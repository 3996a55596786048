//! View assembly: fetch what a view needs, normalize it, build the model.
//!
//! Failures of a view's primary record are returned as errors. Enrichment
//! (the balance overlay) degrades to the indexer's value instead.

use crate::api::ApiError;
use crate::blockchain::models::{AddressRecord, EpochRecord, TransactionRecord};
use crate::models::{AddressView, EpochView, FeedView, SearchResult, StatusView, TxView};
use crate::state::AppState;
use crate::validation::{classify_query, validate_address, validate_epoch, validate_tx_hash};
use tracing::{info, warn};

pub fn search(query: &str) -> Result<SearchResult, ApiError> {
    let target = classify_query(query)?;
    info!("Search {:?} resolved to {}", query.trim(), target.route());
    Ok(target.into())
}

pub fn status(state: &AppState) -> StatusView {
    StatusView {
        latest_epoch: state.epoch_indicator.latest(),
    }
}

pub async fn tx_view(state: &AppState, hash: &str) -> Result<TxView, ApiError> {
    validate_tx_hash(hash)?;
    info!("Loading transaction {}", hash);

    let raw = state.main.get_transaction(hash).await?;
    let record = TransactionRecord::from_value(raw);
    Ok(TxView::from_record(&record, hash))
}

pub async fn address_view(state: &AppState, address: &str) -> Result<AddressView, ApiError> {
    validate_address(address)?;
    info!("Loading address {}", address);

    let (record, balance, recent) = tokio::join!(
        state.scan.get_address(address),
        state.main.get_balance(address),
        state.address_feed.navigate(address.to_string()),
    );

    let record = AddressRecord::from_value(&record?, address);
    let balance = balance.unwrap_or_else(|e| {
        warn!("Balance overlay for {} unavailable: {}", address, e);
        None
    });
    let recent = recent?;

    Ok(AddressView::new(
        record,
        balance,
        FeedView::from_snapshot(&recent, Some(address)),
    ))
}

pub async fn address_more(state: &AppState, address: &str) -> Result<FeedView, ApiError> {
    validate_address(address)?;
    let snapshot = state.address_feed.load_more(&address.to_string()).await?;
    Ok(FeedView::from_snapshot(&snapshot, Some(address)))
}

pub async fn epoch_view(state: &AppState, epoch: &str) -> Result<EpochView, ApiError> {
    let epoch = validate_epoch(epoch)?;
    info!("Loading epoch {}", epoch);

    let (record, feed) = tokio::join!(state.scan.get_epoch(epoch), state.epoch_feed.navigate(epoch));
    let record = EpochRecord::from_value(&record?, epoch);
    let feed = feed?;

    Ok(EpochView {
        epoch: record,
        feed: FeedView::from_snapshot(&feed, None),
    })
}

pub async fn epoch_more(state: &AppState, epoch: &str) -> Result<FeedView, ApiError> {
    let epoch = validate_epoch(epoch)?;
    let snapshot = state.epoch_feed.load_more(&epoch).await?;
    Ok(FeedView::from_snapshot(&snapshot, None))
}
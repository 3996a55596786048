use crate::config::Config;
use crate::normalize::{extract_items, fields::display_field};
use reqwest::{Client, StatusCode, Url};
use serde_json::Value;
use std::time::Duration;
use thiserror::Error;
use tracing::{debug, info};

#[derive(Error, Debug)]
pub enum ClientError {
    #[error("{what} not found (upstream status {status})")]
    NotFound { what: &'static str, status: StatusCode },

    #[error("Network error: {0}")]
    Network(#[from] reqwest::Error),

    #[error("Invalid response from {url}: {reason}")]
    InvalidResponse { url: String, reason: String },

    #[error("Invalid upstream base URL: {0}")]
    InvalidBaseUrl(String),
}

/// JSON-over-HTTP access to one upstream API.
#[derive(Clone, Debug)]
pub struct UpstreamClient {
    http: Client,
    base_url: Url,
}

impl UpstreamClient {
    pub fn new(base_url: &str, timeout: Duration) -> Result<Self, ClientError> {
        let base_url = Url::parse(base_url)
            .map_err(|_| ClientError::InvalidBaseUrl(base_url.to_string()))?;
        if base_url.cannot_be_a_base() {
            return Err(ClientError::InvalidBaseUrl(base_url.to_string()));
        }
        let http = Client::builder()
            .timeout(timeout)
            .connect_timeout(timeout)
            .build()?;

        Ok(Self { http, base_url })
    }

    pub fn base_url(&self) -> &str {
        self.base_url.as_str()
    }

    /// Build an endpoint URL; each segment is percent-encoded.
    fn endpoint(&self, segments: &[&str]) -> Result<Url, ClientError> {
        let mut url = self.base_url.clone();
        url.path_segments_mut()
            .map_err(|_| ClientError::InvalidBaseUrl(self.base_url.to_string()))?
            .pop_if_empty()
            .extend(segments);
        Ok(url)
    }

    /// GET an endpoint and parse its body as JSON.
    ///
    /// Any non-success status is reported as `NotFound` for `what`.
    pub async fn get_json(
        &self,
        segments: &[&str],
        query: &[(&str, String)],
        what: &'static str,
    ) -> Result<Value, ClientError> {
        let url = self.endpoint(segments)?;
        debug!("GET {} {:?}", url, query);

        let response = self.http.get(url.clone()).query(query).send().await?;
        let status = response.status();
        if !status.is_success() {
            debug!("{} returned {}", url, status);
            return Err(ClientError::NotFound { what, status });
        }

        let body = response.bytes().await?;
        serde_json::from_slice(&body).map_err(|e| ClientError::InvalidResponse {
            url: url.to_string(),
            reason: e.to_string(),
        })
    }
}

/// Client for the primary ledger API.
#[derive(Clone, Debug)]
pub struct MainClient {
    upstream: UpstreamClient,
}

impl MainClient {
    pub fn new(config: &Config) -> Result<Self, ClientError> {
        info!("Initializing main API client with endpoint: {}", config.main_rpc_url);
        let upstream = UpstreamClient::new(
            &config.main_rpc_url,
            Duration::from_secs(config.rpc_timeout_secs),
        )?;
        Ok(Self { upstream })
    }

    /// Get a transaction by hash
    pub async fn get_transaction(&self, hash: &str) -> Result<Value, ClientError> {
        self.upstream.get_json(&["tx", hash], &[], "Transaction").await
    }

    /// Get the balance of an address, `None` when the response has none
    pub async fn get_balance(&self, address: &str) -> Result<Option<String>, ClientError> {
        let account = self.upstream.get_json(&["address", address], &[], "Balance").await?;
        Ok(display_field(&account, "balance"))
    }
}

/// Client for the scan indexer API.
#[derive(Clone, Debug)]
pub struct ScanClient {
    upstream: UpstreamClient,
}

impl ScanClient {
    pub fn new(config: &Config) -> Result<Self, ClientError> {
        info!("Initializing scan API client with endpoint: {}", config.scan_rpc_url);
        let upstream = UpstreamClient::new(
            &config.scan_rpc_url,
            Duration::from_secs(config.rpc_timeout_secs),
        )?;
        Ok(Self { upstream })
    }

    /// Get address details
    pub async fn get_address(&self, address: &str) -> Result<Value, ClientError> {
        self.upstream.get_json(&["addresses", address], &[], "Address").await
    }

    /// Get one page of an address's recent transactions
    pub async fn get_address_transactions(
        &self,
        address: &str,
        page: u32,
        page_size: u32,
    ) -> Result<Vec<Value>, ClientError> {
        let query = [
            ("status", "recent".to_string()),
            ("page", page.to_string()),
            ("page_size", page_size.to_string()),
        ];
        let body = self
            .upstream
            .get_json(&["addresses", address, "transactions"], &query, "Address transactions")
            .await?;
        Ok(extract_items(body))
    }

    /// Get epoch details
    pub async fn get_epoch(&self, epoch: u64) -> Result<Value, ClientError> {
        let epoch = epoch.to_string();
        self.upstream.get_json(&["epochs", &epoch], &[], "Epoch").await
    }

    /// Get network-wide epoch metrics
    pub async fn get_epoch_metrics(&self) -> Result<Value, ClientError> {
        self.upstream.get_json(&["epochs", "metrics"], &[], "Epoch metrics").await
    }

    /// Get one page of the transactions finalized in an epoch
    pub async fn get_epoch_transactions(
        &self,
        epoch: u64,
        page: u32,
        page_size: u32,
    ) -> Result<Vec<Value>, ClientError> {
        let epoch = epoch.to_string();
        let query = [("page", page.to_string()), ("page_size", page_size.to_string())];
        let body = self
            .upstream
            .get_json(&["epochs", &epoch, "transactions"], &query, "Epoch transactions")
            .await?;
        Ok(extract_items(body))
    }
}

+ + +

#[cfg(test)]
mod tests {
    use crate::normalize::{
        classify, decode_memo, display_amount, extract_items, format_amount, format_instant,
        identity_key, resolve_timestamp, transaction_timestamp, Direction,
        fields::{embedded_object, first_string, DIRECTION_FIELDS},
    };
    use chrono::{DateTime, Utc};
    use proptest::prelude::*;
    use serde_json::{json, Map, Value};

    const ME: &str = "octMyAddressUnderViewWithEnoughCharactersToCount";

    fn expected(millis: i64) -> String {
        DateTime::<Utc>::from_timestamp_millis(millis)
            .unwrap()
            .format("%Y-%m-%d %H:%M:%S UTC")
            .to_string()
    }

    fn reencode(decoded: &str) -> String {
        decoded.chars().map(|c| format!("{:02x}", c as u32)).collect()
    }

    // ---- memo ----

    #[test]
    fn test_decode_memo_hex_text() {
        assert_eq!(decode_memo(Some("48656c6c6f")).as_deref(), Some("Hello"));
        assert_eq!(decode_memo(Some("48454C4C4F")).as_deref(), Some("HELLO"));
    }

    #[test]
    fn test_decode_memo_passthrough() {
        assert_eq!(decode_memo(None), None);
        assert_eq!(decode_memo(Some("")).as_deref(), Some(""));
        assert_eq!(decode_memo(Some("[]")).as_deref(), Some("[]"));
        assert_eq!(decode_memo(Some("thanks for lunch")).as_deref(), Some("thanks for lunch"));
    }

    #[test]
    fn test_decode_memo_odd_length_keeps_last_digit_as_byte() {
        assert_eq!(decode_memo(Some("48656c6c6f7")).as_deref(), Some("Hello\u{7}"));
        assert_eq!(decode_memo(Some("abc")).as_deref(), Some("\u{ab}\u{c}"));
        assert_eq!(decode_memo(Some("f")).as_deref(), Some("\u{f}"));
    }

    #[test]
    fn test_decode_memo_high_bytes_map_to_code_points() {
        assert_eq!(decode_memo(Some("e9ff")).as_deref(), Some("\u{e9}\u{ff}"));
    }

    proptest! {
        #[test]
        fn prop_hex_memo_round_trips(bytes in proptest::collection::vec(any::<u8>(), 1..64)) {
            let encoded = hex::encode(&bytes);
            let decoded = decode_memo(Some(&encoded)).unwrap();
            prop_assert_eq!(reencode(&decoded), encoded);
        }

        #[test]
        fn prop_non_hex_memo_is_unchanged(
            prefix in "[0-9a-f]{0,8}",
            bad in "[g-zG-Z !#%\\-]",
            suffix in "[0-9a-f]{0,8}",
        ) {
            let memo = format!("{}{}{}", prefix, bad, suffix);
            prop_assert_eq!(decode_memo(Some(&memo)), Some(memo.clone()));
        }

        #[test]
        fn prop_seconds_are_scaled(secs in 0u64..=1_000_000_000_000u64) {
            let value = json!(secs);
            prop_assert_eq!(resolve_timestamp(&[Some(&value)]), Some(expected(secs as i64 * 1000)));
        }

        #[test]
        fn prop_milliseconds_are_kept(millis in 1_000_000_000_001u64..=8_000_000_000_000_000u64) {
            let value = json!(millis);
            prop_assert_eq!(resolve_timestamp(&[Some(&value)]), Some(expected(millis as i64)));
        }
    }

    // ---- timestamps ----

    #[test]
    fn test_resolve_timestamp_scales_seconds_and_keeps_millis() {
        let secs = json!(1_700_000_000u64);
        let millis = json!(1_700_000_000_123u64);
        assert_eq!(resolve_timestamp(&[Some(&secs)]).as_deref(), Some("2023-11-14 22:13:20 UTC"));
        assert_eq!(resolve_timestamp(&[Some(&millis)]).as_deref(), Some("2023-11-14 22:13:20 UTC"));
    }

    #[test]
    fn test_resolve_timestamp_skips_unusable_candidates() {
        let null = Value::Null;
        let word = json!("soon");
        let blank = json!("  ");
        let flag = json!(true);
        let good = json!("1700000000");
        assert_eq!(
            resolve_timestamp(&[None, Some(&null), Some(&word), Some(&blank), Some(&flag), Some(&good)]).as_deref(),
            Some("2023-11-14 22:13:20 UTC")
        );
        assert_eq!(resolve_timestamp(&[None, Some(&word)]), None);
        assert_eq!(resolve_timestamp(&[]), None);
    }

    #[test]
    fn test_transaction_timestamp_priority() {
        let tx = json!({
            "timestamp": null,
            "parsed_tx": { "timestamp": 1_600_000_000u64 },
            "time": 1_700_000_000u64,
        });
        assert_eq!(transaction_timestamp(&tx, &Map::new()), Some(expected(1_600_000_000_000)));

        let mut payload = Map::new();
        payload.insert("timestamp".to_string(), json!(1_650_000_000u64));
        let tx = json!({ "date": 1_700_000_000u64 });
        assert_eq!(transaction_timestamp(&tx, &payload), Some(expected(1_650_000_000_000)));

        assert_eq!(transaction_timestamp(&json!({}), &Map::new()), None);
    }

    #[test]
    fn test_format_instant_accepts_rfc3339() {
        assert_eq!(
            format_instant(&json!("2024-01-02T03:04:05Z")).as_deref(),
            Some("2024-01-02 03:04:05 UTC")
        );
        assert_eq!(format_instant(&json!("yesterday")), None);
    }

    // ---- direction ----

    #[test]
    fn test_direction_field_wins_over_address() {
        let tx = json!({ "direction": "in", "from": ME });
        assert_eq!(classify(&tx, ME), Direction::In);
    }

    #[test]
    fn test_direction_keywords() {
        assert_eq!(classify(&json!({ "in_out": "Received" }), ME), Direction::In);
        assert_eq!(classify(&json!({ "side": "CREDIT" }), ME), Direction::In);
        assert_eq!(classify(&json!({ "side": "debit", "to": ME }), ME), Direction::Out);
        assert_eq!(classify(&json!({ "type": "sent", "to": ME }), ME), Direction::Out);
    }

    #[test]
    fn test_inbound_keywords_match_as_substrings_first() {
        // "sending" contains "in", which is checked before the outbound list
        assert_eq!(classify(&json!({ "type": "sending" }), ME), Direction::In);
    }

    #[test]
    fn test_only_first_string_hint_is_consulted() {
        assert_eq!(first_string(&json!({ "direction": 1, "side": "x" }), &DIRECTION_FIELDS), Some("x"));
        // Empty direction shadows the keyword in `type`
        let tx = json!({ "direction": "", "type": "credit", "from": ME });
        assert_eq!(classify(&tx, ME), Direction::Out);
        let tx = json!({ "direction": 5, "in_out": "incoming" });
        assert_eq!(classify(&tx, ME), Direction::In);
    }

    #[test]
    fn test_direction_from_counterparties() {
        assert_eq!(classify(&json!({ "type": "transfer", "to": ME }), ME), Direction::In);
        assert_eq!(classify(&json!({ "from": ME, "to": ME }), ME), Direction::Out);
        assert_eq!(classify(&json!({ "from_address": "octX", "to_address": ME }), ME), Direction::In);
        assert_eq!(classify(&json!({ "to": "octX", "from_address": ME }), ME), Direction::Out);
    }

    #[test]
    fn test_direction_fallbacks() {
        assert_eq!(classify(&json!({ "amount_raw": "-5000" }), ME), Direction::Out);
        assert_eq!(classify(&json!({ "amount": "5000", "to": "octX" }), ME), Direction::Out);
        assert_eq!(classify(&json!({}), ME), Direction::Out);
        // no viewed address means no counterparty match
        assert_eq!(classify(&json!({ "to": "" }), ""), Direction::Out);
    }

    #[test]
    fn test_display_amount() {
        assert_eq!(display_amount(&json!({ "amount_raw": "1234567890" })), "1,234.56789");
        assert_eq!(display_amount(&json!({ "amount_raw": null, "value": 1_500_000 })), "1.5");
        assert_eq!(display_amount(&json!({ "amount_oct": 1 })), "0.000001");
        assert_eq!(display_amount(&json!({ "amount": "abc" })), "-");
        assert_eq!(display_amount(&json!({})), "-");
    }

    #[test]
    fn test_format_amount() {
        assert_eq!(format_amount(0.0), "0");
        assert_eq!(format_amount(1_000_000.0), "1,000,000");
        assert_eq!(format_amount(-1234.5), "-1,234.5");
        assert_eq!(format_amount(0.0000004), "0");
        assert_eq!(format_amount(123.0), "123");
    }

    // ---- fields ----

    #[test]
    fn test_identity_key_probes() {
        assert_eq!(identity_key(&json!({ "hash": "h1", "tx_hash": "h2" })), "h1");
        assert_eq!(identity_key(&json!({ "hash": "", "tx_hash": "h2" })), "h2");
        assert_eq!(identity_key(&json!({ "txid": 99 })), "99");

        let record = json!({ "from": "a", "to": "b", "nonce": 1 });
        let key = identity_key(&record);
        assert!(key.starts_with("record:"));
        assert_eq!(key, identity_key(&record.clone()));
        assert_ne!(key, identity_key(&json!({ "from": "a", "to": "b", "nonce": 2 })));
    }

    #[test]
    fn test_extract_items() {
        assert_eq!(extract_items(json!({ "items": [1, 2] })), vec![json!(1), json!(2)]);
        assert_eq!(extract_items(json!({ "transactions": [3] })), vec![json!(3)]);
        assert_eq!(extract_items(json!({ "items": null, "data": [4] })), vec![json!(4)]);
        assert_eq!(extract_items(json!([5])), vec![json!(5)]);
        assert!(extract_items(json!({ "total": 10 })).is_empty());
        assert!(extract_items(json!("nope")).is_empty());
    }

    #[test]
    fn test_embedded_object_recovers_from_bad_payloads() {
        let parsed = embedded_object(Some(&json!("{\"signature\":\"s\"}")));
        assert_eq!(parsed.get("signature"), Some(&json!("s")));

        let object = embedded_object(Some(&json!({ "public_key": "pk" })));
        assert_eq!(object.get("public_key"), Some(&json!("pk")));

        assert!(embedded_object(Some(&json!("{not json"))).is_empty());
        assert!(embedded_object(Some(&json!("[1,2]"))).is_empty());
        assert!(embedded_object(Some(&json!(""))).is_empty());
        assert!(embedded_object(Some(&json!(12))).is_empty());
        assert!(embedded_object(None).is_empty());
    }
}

+ + +

Could you work out how many lines of the data above contain the word "NotFound"? Give only the number.

#### SOLUTION
3